Arthur ordered another pint.
-
“Woah! Wasn't this orchid the one Lars' sister brought? It looked completely dead three weeks ago.”
Arthur stopped sweeping the floor and looked to the windowsill where their flower hospital resided. “Is it blooming? I knew it just needed a different flowerpot.”
“How did you know?” Alfred hopped onto the shop counter, heels drumming on the solid wood. “Teach me.”
Arthur leaned his chin on the broom handle. “It's very simple once you know where the flower is from. Phalaenopsis orchid live in rainforests and twine around trees, which means they don't like direct sunlight since they are usually shaded by leaves, and also that some of their roots grow out of the soil. And that's basically all I did.”
“Wicked!” Alfred's voice was full of honest amazement.
Arthur smiled.
-
“What do you mean, you can’t come today? Lars! We've been drinking together every Friday night for three years, you don't just dismiss traditions... I don't care your if little boytoy has a hockey match, you don't just dump friends for... I am not acting like a spoiled child!”
Arthur nearly crushed the phone as he ended the call with an angry push of his finger, leaving dirt smudges all over the screen. He then looked up, to where Alfred was sorting out the newly delivered boxes.
“Hey, why aren’t you watching your brother's match?”
“Dunno. Gets repetitive after a while.” Alfred didn't even look up from the irises he was sorting. “Watching your brother beat people with a hockey stick, I mean. And I don't like hockey that much to begin with.”
“Hm...” Arthur was now trying to clean the smudge on his apron, but only making the mess bigger.
“Want to go out for a pint instead?”
-
“Did you know, Arthur, did you know, did I ever tell you?” Alfred's breath smelled of beer. Arthur never saw anybody becoming so annoyingly talkative with increased alcohol level.
“No, Alfred, what should I know.”
“I only started to work in your shop because I wanted to keep an eye on Mattie. I mean on his boyfriend. Lars. Lars is his name, right? Lars, Lars, Lars with the scar, Lars with the scary scar – it's scary, isn't it? Must have been a badass battle, was that a dagger or a knife?”
“He fell from his bicycle,” Arthur announced, in a feeble hope he would stop the torrent of words.
It didn't work.
-
Saturday morning wasn't pleasant.
Alfred didn't remember, when he got home, who had paid for the taxi, nor that he had confessed his motives for working in the flower shop to Arthur.
Arthur couldn't remember where he’d lost both his gloves, nor that Alfred was nuzzling his throat the whole time they were driving to his home.
-
“Poor flowers.”
Arthur turned around to see Alfred crouching next to the large waste bucket where they kept the flowers that had welted so much that they couldn't be used in arrangements any more.
He walked over and crouched next to him. “We hate the bucket too, me and Lars. It's our little graveyard.” Stretching out his arm, Arthur's fingertips ghosted over the dark red gerbera that rested on the top of the pile, a third of its petals missing. “But there’s nothing we can do with them. Nobody buys wilted flowers.”
“I know.”
“It's the price we pay for maintaining a high standard.”

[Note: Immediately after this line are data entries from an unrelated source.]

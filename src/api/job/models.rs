use chrono::{DateTime, Utc};
use serde::{Deserialize, Serialize};
use std::fmt;
use validator::Validate;

/// Job status as stored in the job table.
///
/// Only `processing` and `completed` are written by this service; any other
/// value found in the table is carried through untouched.
#[derive(Debug, Clone, PartialEq, Eq, Deserialize, Serialize)]
#[serde(rename_all = "snake_case")]
pub enum JobStatus {
    Processing,
    Completed,
    #[serde(untagged)]
    Other(String),
}

impl JobStatus {
    pub fn as_str(&self) -> &str {
        match self {
            JobStatus::Processing => "processing",
            JobStatus::Completed => "completed",
            JobStatus::Other(s) => s,
        }
    }

    pub fn parse(value: &str) -> Self {
        match value {
            "processing" => JobStatus::Processing,
            "completed" => JobStatus::Completed,
            other => JobStatus::Other(other.to_string()),
        }
    }
}

impl fmt::Display for JobStatus {
    fn fmt(&self, f: &mut fmt::Formatter<'_>) -> fmt::Result {
        f.write_str(self.as_str())
    }
}

/// One submitted fetch-and-derive request.
#[derive(Debug, Clone, PartialEq, Serialize)]
pub struct JobRecord {
    pub job_id: String,
    pub status: JobStatus,
    pub source_url: String,
    pub s3_key: String,
    pub processed_s3_key: Option<String>,
    pub created_at: DateTime<Utc>,
    pub updated_at: DateTime<Utc>,
}

impl JobRecord {
    /// New record; `completed` when a derived artifact was written, else `processing`.
    pub fn new(
        job_id: String,
        source_url: String,
        s3_key: String,
        processed_s3_key: Option<String>,
        now: DateTime<Utc>,
    ) -> Self {
        let status = if processed_s3_key.is_some() {
            JobStatus::Completed
        } else {
            JobStatus::Processing
        };

        Self {
            job_id,
            status,
            source_url,
            s3_key,
            processed_s3_key,
            created_at: now,
            updated_at: now,
        }
    }
}

/// Body of `POST /process`.
#[derive(Debug, Deserialize, Validate)]
pub struct ProcessRequest {
    #[validate(
        required(message = "URL is required"),
        length(min = 1, message = "URL is required")
    )]
    pub url: Option<String>,
}

#[cfg(test)]
mod tests {
    use super::*;

    #[test]
    fn test_status_round_trips_through_text() {
        for status in [
            JobStatus::Processing,
            JobStatus::Completed,
            JobStatus::Other("failed".to_string()),
        ] {
            assert_eq!(JobStatus::parse(status.as_str()), status);
        }
    }

    #[test]
    fn test_status_serializes_as_plain_string() {
        assert_eq!(
            serde_json::to_value(JobStatus::Completed).unwrap(),
            serde_json::json!("completed")
        );
        assert_eq!(
            serde_json::to_value(JobStatus::Other("unknown".into())).unwrap(),
            serde_json::json!("unknown")
        );
    }

    #[test]
    fn test_new_record_status_follows_derivation() {
        let now = Utc::now();
        let done = JobRecord::new("a".into(), "u".into(), "k".into(), Some("p".into()), now);
        let pending = JobRecord::new("b".into(), "u".into(), "k".into(), None, now);

        assert_eq!(done.status, JobStatus::Completed);
        assert_eq!(pending.status, JobStatus::Processing);
        assert_eq!(done.created_at, done.updated_at);
    }

    #[test]
    fn test_process_request_requires_url() {
        let missing: ProcessRequest = serde_json::from_str("{}").unwrap();
        let empty: ProcessRequest = serde_json::from_str(r#"{"url": ""}"#).unwrap();
        let ok: ProcessRequest = serde_json::from_str(r#"{"url": "http://x"}"#).unwrap();

        assert!(missing.validate().is_err());
        assert!(empty.validate().is_err());
        assert!(ok.validate().is_ok());
    }
}
use sqlx::{Pool, Postgres};
use tracing::info;

use crate::db::store::StoreError;

/// Apply pending migrations from `migrations/`.
///
/// Safe to run repeatedly; sqlx records which migrations have been applied.
pub async fn run_migrations(pool: &Pool<Postgres>) -> Result<(), StoreError> {
    info!("Running database migrations...");

    sqlx::migrate!("./migrations").run(pool).await?;

    info!("Database migrations completed successfully");
    Ok(())
}
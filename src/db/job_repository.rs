use async_trait::async_trait;
use chrono::{DateTime, Utc};
use sqlx::{Pool, Postgres};
use tracing::debug;

use crate::api::job::{JobRecord, JobStatus};
use crate::db::models::JobRow;
use crate::db::store::{JobStore, StoreError};

/// PostgreSQL-backed job table
#[derive(Clone)]
pub struct JobRepository {
    pool: Pool<Postgres>,
}

impl JobRepository {
    pub fn new(pool: Pool<Postgres>) -> Self {
        Self { pool }
    }
}

#[async_trait]
impl JobStore for JobRepository {
    async fn put(&self, job: &JobRecord) -> Result<(), StoreError> {
        debug!("Upserting job: job_id={}, status={}", job.job_id, job.status);

        sqlx::query(
            r#"
            INSERT INTO jobs (job_id, status, source_url, s3_key, processed_s3_key, created_at, updated_at)
            VALUES ($1, $2, $3, $4, $5, $6, $7)
            ON CONFLICT (job_id) DO UPDATE SET
                status = EXCLUDED.status,
                source_url = EXCLUDED.source_url,
                s3_key = EXCLUDED.s3_key,
                processed_s3_key = EXCLUDED.processed_s3_key,
                updated_at = EXCLUDED.updated_at
            "#,
        )
        .bind(&job.job_id)
        .bind(job.status.as_str())
        .bind(&job.source_url)
        .bind(&job.s3_key)
        .bind(&job.processed_s3_key)
        .bind(job.created_at)
        .bind(job.updated_at)
        .execute(&self.pool)
        .await?;

        Ok(())
    }

    async fn get(&self, job_id: &str) -> Result<Option<JobRecord>, StoreError> {
        let row = sqlx::query_as::<_, JobRow>(
            r#"
            SELECT job_id, status, source_url, s3_key, processed_s3_key, created_at, updated_at
            FROM jobs
            WHERE job_id = $1
            "#,
        )
        .bind(job_id)
        .fetch_optional(&self.pool)
        .await?;

        Ok(row.map(JobRecord::from))
    }

    async fn update_status(
        &self,
        job_id: &str,
        status: &JobStatus,
        updated_at: DateTime<Utc>,
    ) -> Result<(), StoreError> {
        let result = sqlx::query("UPDATE jobs SET status = $2, updated_at = $3 WHERE job_id = $1")
            .bind(job_id)
            .bind(status.as_str())
            .bind(updated_at)
            .execute(&self.pool)
            .await?;

        debug!(
            "Status update for job {}: status={}, rows={}",
            job_id,
            status,
            result.rows_affected()
        );
        Ok(())
    }

    async fn scan(&self) -> Result<Vec<JobRecord>, StoreError> {
        let rows = sqlx::query_as::<_, JobRow>(
            r#"
            SELECT job_id, status, source_url, s3_key, processed_s3_key, created_at, updated_at
            FROM jobs
            ORDER BY created_at
            "#,
        )
        .fetch_all(&self.pool)
        .await?;

        debug!("Scanned {} job records", rows.len());
        Ok(rows.into_iter().map(JobRecord::from).collect())
    }
}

Alfred too reached into the bucket, diving both hands into the damp, colourful heap with childish playfulness. “I just wish there was a way to still do something with them. It's so sad they die without a reason.”
“Well,” Arthur stood up, wiping his hands on the red apron. “If you ever find a good way to make use of them, they are all yours.”
-
“So first you get pissed that I miss one evening because I'm with my boyfriend, and then you bring him to our Friday night out?” Lars watched as Alfred disappeared into the crowd in his search for the bathroom. “I could have brought my own twin if I knew.”
“Shut up, Lars, I just felt bad for leaving him alone there.” Arthur was deliberately not looking at Alfred's retreating form, especially not at his jeans-clad backside. “And feel free to bring Matthew the next time, he can at least help Alfred get home safely.”
-
“Oh, right! Valentine’s Day is coming!” Alfred nearly knocked down the ladder Arthur was standing on with the door as he entered, and immediately recognized the pink and red garlands hanging now under the green ceiling of the flower shop.
Arthur fastened one last loose end and climbed down from the ladder. “Yes, unfortunately, it's that time of the year again.”
“Oh, Arthur, don't be so bitter just because you’re alone for it. Look, I'll be lonely too, maybe we could...”
“Lonely?” To Alfred's surprise, Arthur started laughing, long and bemused as if he knew a good joke and Alfred didn't.
-
What Arthur found so funny about the loneliness statement became clear on the afternoon of February 13th, when Alfred assured the fifth furious customer that the fresh delivery of red roses was indeed on the way. This was worse than any other holiday he experienced in the last five months combined.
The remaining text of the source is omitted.